Go through the entries below and tally each line holding the string "panic". Return the number only.

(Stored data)
╔══

use super::error::EngineError;
use crate::core::expr::{Bindings, EvalError, Expr};
use crate::core::mission::ResolvedMission;
use serde::Deserialize;
use std::collections::{BTreeMap, BTreeSet, HashMap};
use tracing::{debug, info, instrument};

/// Inclusive `(min, max)` range of each unknown.
pub type Bounds = BTreeMap<String, (f64, f64)>;
/// Smallest meaningful step of each unknown.
pub type Resolutions = BTreeMap<String, f64>;

#[derive(Debug, Clone, Copy, PartialEq, Eq, Deserialize)]
#[serde(rename_all = "kebab-case")]
pub enum Direction {
    Minimize,
    Maximize,
    Neutral,
}

impl Direction {
    pub fn from_name(name: &str) -> Option<Self> {
        match name.to_ascii_lowercase().as_str() {
            "minimize" | "min" => Some(Self::Minimize),
            "maximize" | "max" => Some(Self::Maximize),
            "neutral" => Some(Self::Neutral),
            _ => None,
        }
    }

    /// Maps an objective value so that smaller is always better, or `None` when ignored.
    pub(crate) fn oriented(self, value: f64) -> Option<f64> {
        match self {
            Self::Minimize => Some(value),
            Self::Maximize => Some(-value),
            Self::Neutral => None,
        }
    }
}

#[derive(Debug, Clone)]
pub struct Objective {
    pub name: String,
    pub expr: Expr,
    pub direction: Direction,
}

/// Named equations, derived values and objectives of one design.
#[derive(Debug, Clone, Default)]
pub struct ConstraintSet {
    equations: Vec<(String, Expr)>,
    derived: Vec<(String, Expr)>,
    objectives: Vec<Objective>,
}

fn ensure_unique<'a>(
    mut names: impl Iterator<Item = &'a str>,
    name: &str,
    kind: &str,
) -> Result<(), EngineError> {
    if names.any(|n| n == name) {
        Err(EngineError::Configuration(format!(
            "{} '{}' is defined more than once",
            kind, name
        )))
    } else {
        Ok(())
    }
}

impl ConstraintSet {
    pub fn new() -> Self {
        Self::default()
    }

    pub fn add_equation(&mut self, name: impl Into<String>, expr: Expr) -> Result<(), EngineError> {
        let name = name.into();
        ensure_unique(self.equations.iter().map(|(n, _)| n.as_str()), &name, "Equation")?;
        self.equations.push((name, expr));
        Ok(())
    }

    pub fn add_derived(&mut self, name: impl Into<String>, expr: Expr) -> Result<(), EngineError> {
        let name = name.into();
        ensure_unique(self.derived.iter().map(|(n, _)| n.as_str()), &name, "Derived value")?;
        self.derived.push((name, expr));
        Ok(())
    }

    pub fn add_objective(
        &mut self,
        name: impl Into<String>,
        expr: Expr,
        direction: Direction,
    ) -> Result<(), EngineError> {
        let name = name.into();
        ensure_unique(self.objectives.iter().map(|o| o.name.as_str()), &name, "Objective")?;
        self.objectives.push(Objective {
            name,
            expr,
            direction,
        });
        Ok(())
    }

    /// Adds the kinematic equation of every mission stage that still has unknown targets.
    pub fn add_mission(&mut self, mission: &ResolvedMission) -> Result<(), EngineError> {
        for (name, equation) in mission.kinematic_equations() {
            self.add_equation(name, equation)?;
        }
        Ok(())
    }

    pub fn equations(&self) -> &[(String, Expr)] {
        &self.equations
    }

    pub fn derived(&self) -> &[(String, Expr)] {
        &self.derived
    }

    pub fn objectives(&self) -> &[Objective] {
        &self.objectives
    }

    /// Every unknown referenced by the equations, in sorted order.
    pub fn unknowns(&self) -> BTreeSet<String> {
        let mut names = BTreeSet::new();
        for (_, expr) in &self.equations {
            expr.collect_unknowns(&mut names);
        }
        names
    }

    /// Freezes the constraint set against bounds and resolutions.
    ///
    /// Fails before any sampling if an unknown lacks a bound or resolution, if a bound is
    /// inverted or a resolution is not strictly positive, or if a derived value or objective
    /// references an unknown the equations do not. Derived values may not share a name with an
    /// unknown.
    #[instrument(skip_all, name = "problem_preparation")]
    pub fn prepare(
        &self,
        bounds: &Bounds,
        resolutions: &Resolutions,
    ) -> Result<Problem, EngineError> {
        if self.equations.is_empty() {
            return Err(EngineError::Configuration(
                "At least one equation is required".to_string(),
            ));
        }
        let unknowns: Vec<String> = self.unknowns().into_iter().collect();
        if unknowns.is_empty() {
            return Err(EngineError::Configuration(
                "The equations do not reference any unknown".to_string(),
            ));
        }

        let mut lower = Vec::with_capacity(unknowns.len());
        let mut upper = Vec::with_capacity(unknowns.len());
        let mut steps = Vec::with_capacity(unknowns.len());
        for name in &unknowns {
            let &(lo, hi) = bounds.get(name).ok_or_else(|| {
                EngineError::Configuration(format!("Unknown '{}' has no bounds", name))
            })?;
            if !(lo.is_finite() && hi.is_finite()) || lo > hi {
                return Err(EngineError::Configuration(format!(
                    "Bounds of '{}' are invalid: [{}, {}]",
                    name, lo, hi
                )));
            }
            let &step = resolutions.get(name).ok_or_else(|| {
                EngineError::Configuration(format!("Unknown '{}' has no resolution", name))
            })?;
            if !(step.is_finite() && step > 0.0) {
                return Err(EngineError::Configuration(format!(
                    "Resolution of '{}' must be strictly positive, got {}",
                    name, step
                )));
            }
            lower.push(lo);
            upper.push(hi);
            steps.push(step);
        }

        let universe: BTreeSet<&str> = unknowns.iter().map(String::as_str).collect();
        if let Some((name, _)) = self.derived.iter().find(|(n, _)| universe.contains(n.as_str())) {
            return Err(EngineError::Configuration(format!(
                "Derived value '{}' has the same name as an unknown",
                name
            )));
        }
        let extra = self
            .derived
            .iter()
            .map(|(name, expr)| ("Derived value", name, expr))
            .chain(
                self.objectives
                    .iter()
                    .map(|o| ("Objective", &o.name, &o.expr)),
            );
        for (kind, name, expr) in extra {
            if let Some(missing) = expr.unknowns().iter().find(|u| !universe.contains(u.as_str())) {
                return Err(EngineError::Configuration(format!(
                    "{} '{}' references '{}', which no equation constrains",
                    kind, name, missing
                )));
            }
        }

        for name in bounds.keys().filter(|n| !universe.contains(n.as_str())) {
            debug!(unknown = %name, "Ignoring bound of an unknown no equation references.");
        }

        let index = unknowns
            .iter()
            .enumerate()
            .map(|(i, n)| (n.clone(), i))
            .collect();

        info!(
            unknowns = unknowns.len(),
            equations = self.equations.len(),
            derived = self.derived.len(),
            objectives = self.objectives.len(),
            "Problem prepared."
        );

        Ok(Problem {
            unknowns,
            index,
            lower,
            upper,
            resolutions: steps,
            equations: self.equations.clone(),
            derived: self.derived.clone(),
            objectives: self.objectives.clone(),
        })
    }
}

/// A constraint set frozen against its bounds and resolutions.
#[derive(Debug, Clone)]
pub struct Problem {
    unknowns: Vec<String>,
    index: HashMap<String, usize>,
    lower: Vec<f64>,
    upper: Vec<f64>,
    resolutions: Vec<f64>,
    equations: Vec<(String, Expr)>,
    derived: Vec<(String, Expr)>,
    objectives: Vec<Objective>,
}

impl Problem {
    pub fn unknowns(&self) -> &[String] {
        &self.unknowns
    }

    pub fn dimension(&self) -> usize {
        self.unknowns.len()
    }

    pub fn index_of(&self, name: &str) -> Option<usize> {
        self.index.get(name).copied()
    }

    pub fn lower(&self) -> &[f64] {
        &self.lower
    }

    pub fn upper(&self) -> &[f64] {
        &self.upper
    }

    pub fn resolutions(&self) -> &[f64] {
        &self.resolutions
    }

    pub fn equations(&self) -> &[(String, Expr)] {
        &self.equations
    }

    pub fn derived(&self) -> &[(String, Expr)] {
        &self.derived
    }

    pub fn objectives(&self) -> &[Objective] {
        &self.objectives
    }

    /// Output column order: unknowns, then derived values.
    pub fn columns(&self) -> Vec<String> {
        self.unknowns
            .iter()
            .chain(self.derived.iter().map(|(name, _)| name))
            .cloned()
            .collect()
    }

    pub fn clamp(&self, point: &mut [f64]) {
        for ((x, lo), hi) in point.iter_mut().zip(&self.lower).zip(&self.upper) {
            *x = x.clamp(*lo, *hi);
        }
    }

    pub fn view<'a>(&'a self, point: &'a [f64]) -> PointView<'a> {
        PointView {
            problem: self,
            values: point,
        }
    }

    /// Residual of every equation at `point`, in equation order.
    pub fn residuals(&self, point: &[f64]) -> Result<Vec<f64>, EvalError> {
        let view = self.view(point);
        self.equations
            .iter()
            .map(|(_, expr)| expr.residual(&view))
            .collect()
    }

    /// Largest absolute residual at `point`.
    pub fn worst_residual(&self, point: &[f64]) -> Result<f64, EvalError> {
        let residuals = self.residuals(point)?;
        let worst = residuals.iter().fold(0.0_f64, |acc, r| acc.max(r.abs()));
        if residuals.iter().all(|r| r.is_finite()) {
            Ok(worst)
        } else {
            Err(EvalError::NonFinite)
        }
    }
}

/// Binds the unknowns of a problem to the coordinates of one point.
#[derive(Clone, Copy)]
pub struct PointView<'a> {
    problem: &'a Problem,
    values: &'a [f64],
}

impl Bindings for PointView<'_> {
    fn value_of(&self, name: &str) -> Option<f64> {
        self.problem
            .index_of(name)
            .and_then(|i| self.values.get(i).copied())
    }
}

#[cfg(test)]
mod tests {
    use super::*;

    fn sum_is_ten() -> ConstraintSet {
        let mut set = ConstraintSet::new();
        set.add_equation(
            "sum",
            (Expr::unknown("x") + Expr::unknown("y")).eq_to(10.0),
        )
        .unwrap();
        set
    }

    fn table(entries: &[(&str, (f64, f64))]) -> Bounds {
        entries
            .iter()
            .map(|(n, b)| (n.to_string(), *b))
            .collect()
    }

    fn steps(entries: &[(&str, f64)]) -> Resolutions {
        entries.iter().map(|(n, s)| (n.to_string(), *s)).collect()
    }

    #[test]
    fn duplicate_equation_names_are_rejected() {
        let mut set = sum_is_ten();
        let result = set.add_equation("sum", Expr::unknown("x"));
        assert!(matches!(result, Err(EngineError::Configuration(_))));
        set.add_derived("sum", Expr::unknown("x")).unwrap();
    }

    #[test]
    fn prepare_orders_unknowns_and_columns() {
        let mut set = sum_is_ten();
        set.add_derived("area", Expr::unknown("x") * Expr::unknown("y"))
            .unwrap();
        let problem = set
            .prepare(
                &table(&[("y", (0.0, 10.0)), ("x", (0.0, 10.0))]),
                &steps(&[("x", 0.1), ("y", 0.1)]),
            )
            .unwrap();
        assert_eq!(problem.unknowns(), ["x", "y"]);
        assert_eq!(problem.columns(), vec!["x", "y", "area"]);
        assert_eq!(problem.index_of("y"), Some(1));
        assert_eq!(problem.worst_residual(&[4.0, 5.0]).unwrap(), 1.0);
    }

    #[test]
    fn unknown_without_bounds_fails_before_sampling() {
        let mut set = sum_is_ten();
        set.add_equation("limit", Expr::unknown("z").le(3.0))
            .unwrap();
        let result = set.prepare(
            &table(&[("x", (0.0, 10.0)), ("y", (0.0, 10.0))]),
            &steps(&[("x", 0.1), ("y", 0.1), ("z", 0.1)]),
        );
        match result {
            Err(EngineError::Configuration(message)) => assert!(message.contains("'z'")),
            other => panic!("unexpected result: {:?}", other.map(|p| p.dimension())),
        }
    }

    #[test]
    fn inverted_bounds_and_zero_resolution_are_rejected() {
        let set = sum_is_ten();
        assert!(set
            .prepare(
                &table(&[("x", (5.0, 1.0)), ("y", (0.0, 10.0))]),
                &steps(&[("x", 0.1), ("y", 0.1)]),
            )
            .is_err());
        assert!(set
            .prepare(
                &table(&[("x", (0.0, 10.0)), ("y", (0.0, 10.0))]),
                &steps(&[("x", 0.1), ("y", 0.0)]),
            )
            .is_err());
    }

    #[test]
    fn objective_on_unconstrained_unknown_is_rejected() {
        let mut set = sum_is_ten();
        set.add_objective("mass", Expr::unknown("w"), Direction::Minimize)
            .unwrap();
        let result = set.prepare(
            &table(&[("x", (0.0, 10.0)), ("y", (0.0, 10.0)), ("w", (0.0, 1.0))]),
            &steps(&[("x", 0.1), ("y", 0.1), ("w", 0.1)]),
        );
        assert!(matches!(result, Err(EngineError::Configuration(_))));
    }

    #[test]
    fn derived_value_named_like_an_unknown_is_rejected() {
        let mut set = sum_is_ten();
        set.add_derived("x", Expr::unknown("x") * 100.0).unwrap();
        let result = set.prepare(
            &table(&[("x", (0.0, 10.0)), ("y", (0.0, 10.0))]),
            &steps(&[("x", 0.1), ("y", 0.1)]),
        );
        match result {
            Err(EngineError::Configuration(message)) => assert!(message.contains("'x'")),
            other => panic!("unexpected result: {:?}", other.map(|p| p.columns())),
        }
    }

    #[test]
    fn empty_constraint_set_cannot_be_prepared() {
        let result = ConstraintSet::new().prepare(&Bounds::new(), &Resolutions::new());
        assert!(matches!(result, Err(EngineError::Configuration(_))));
    }

    #[test]
    fn direction_orientation_makes_smaller_better() {
        assert_eq!(Direction::Minimize.oriented(2.0), Some(2.0));
        assert_eq!(Direction::Maximize.oriented(2.0), Some(-2.0));
        assert_eq!(Direction::Neutral.oriented(2.0), None);
        assert_eq!(Direction::from_name("Maximize"), Some(Direction::Maximize));
    }
}
fn symbolize(stage: &MissionStage) -> Result<ResolvedStage, MissionError> {
    let quantity = |field: &str, value: Option<f64>| match value {
        Some(v) => Quantity::Known(v),
        None => Quantity::Unknown(unknown_name(&stage.name, field)),
    };
    let range = |prefix: &str, r: &QuantityRange| ResolvedRange {
        minimum: quantity(&format!("minimum_{}", prefix), r.minimum),
        target: quantity(prefix, r.target),
        maximum: quantity(&format!("maximum_{}", prefix), r.maximum),
    };
    let environment = match &stage.environment {
        None => None,
        Some(env) => {
            let require = |value: Option<f64>, quantity: &'static str| {
                value.ok_or_else(|| MissionError::MissingQuantity {
                    stage: stage.name.clone(),
                    quantity,
                })
            };
            Some(ResolvedEnvironment {
                maximum_depth: require(env.maximum_depth, "maximum_depth")?,
                maximum_pitch_angle: require(env.maximum_pitch_angle, "maximum_pitch_angle")?,
                maximum_roll_angle: require(env.maximum_roll_angle, "maximum_roll_angle")?,
                maximum_net_buoyancy: require(env.maximum_net_buoyancy, "maximum_net_buoyancy")?,
                average_latitude: env.average_latitude,
                minimum_density: require(env.minimum_density, "minimum_density")?,
                maximum_density: require(env.maximum_density, "maximum_density")?,
                maximum_ocean_current_speed: env.maximum_ocean_current_speed.unwrap_or(0.0),
            })
        }
    };
    Ok(ResolvedStage {
        name: stage.name.clone(),
        targets: stage.targets,
        duration: range("duration", &stage.duration),
        distance: range("distance", &stage.distance),
        average_speed: range("average_speed", &stage.average_speed),
        expected_transit_slope: stage.expected_transit_slope,
        environment,
    })
}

╚══

## OUTPUT
2